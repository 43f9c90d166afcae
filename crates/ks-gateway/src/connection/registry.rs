//! Connection registry
//!
//! Owns every remote-shell connection opened by the gateway. Records are kept
//! in id order and are never removed: closing a connection only flips its
//! `is_open` flag, so closed connections stay queryable.
//!
//! Mutations are serialized by the registry's write lock and every mutation
//! publishes a fresh snapshot on a `watch` channel before the lock is
//! released, so subscribers observe snapshots in mutation order. Transport
//! I/O never runs while the lock is held.

use std::sync::Arc;
use std::time::Duration;

use tokio::sync::{watch, RwLock};

use ks_core::traits::{ShellConnection, ShellTransport};
use ks_core::types::{ConnectionInfo, SshTarget};
use ks_core::{ClientId, ConnectionId, GatewayError, UpstreamError};

/// Snapshot of the registry published to subscribers
pub type ConnectionSnapshot = Arc<Vec<ConnectionInfo>>;

/// A tracked connection
#[derive(Clone)]
pub struct ConnectionRecord {
    /// Registry-assigned id
    pub id: ConnectionId,
    /// Client that requested the connection
    pub client_id: ClientId,
    /// `host:port` of the remote end
    pub address: String,
    /// Transport handle
    pub handle: Arc<dyn ShellConnection>,
    /// Whether the connection is still open
    pub is_open: bool,
}

impl ConnectionRecord {
    /// Serializable view without the transport handle
    pub fn info(&self) -> ConnectionInfo {
        ConnectionInfo {
            id: self.id,
            client_id: self.client_id.clone(),
            address: self.address.clone(),
            is_open: self.is_open,
        }
    }
}

struct RegistryInner {
    /// Records ordered by id
    records: Vec<ConnectionRecord>,
    /// Next id to hand out
    next_id: u64,
}

impl RegistryInner {
    fn position(&self, id: ConnectionId) -> Option<usize> {
        self.records.binary_search_by_key(&id, |r| r.id).ok()
    }

    fn snapshot(&self) -> ConnectionSnapshot {
        Arc::new(self.records.iter().map(ConnectionRecord::info).collect())
    }
}

/// Tracks remote-shell connections by id and by client
pub struct ConnectionRegistry {
    transport: Arc<dyn ShellTransport>,
    connect_timeout: Duration,
    inner: RwLock<RegistryInner>,
    updates: watch::Sender<ConnectionSnapshot>,
}
//! Per-user environment provisioning

mod manifests;
mod provisioner;

pub use manifests::{deployment_manifest, service_manifest};
pub use provisioner::Provisioner;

#####

Work required → Taking no liberties, give the material above again in full.

Answer box →
repository 43f9c90d166afcae
filename crates/ks-gateway/src/connection/registry.rs
//! Connection registry
//!
//! Owns every remote-shell connection opened by the gateway. Records are kept
//! in id order and are never removed: closing a connection only flips its
//! `is_open` flag, so closed connections stay queryable.
//!
//! Mutations are serialized by the registry's write lock and every mutation
//! publishes a fresh snapshot on a `watch` channel before the lock is
//! released, so subscribers observe snapshots in mutation order. Transport
//! I/O never runs while the lock is held.

use std::sync::Arc;
use std::time::Duration;

use tokio::sync::{watch, RwLock};

use ks_core::traits::{ShellConnection, ShellTransport};
use ks_core::types::{ConnectionInfo, SshTarget};
use ks_core::{ClientId, ConnectionId, GatewayError, UpstreamError};

/// Snapshot of the registry published to subscribers
pub type ConnectionSnapshot = Arc<Vec<ConnectionInfo>>;

/// A tracked connection
#[derive(Clone)]
pub struct ConnectionRecord {
    /// Registry-assigned id
    pub id: ConnectionId,
    /// Client that requested the connection
    pub client_id: ClientId,
    /// `host:port` of the remote end
    pub address: String,
    /// Transport handle
    pub handle: Arc<dyn ShellConnection>,
    /// Whether the connection is still open
    pub is_open: bool,
}

impl ConnectionRecord {
    /// Serializable view without the transport handle
    pub fn info(&self) -> ConnectionInfo {
        ConnectionInfo {
            id: self.id,
            client_id: self.client_id.clone(),
            address: self.address.clone(),
            is_open: self.is_open,
        }
    }
}

struct RegistryInner {
    /// Records ordered by id
    records: Vec<ConnectionRecord>,
    /// Next id to hand out
    next_id: u64,
}

impl RegistryInner {
    fn position(&self, id: ConnectionId) -> Option<usize> {
        self.records.binary_search_by_key(&id, |r| r.id).ok()
    }

    fn snapshot(&self) -> ConnectionSnapshot {
        Arc::new(self.records.iter().map(ConnectionRecord::info).collect())
    }
}

/// Tracks remote-shell connections by id and by client
pub struct ConnectionRegistry {
    transport: Arc<dyn ShellTransport>,
    connect_timeout: Duration,
    inner: RwLock<RegistryInner>,
    updates: watch::Sender<ConnectionSnapshot>,
}
//! Per-user environment provisioning

mod manifests;
mod provisioner;

pub use manifests::{deployment_manifest, service_manifest};
pub use provisioner::Provisioner;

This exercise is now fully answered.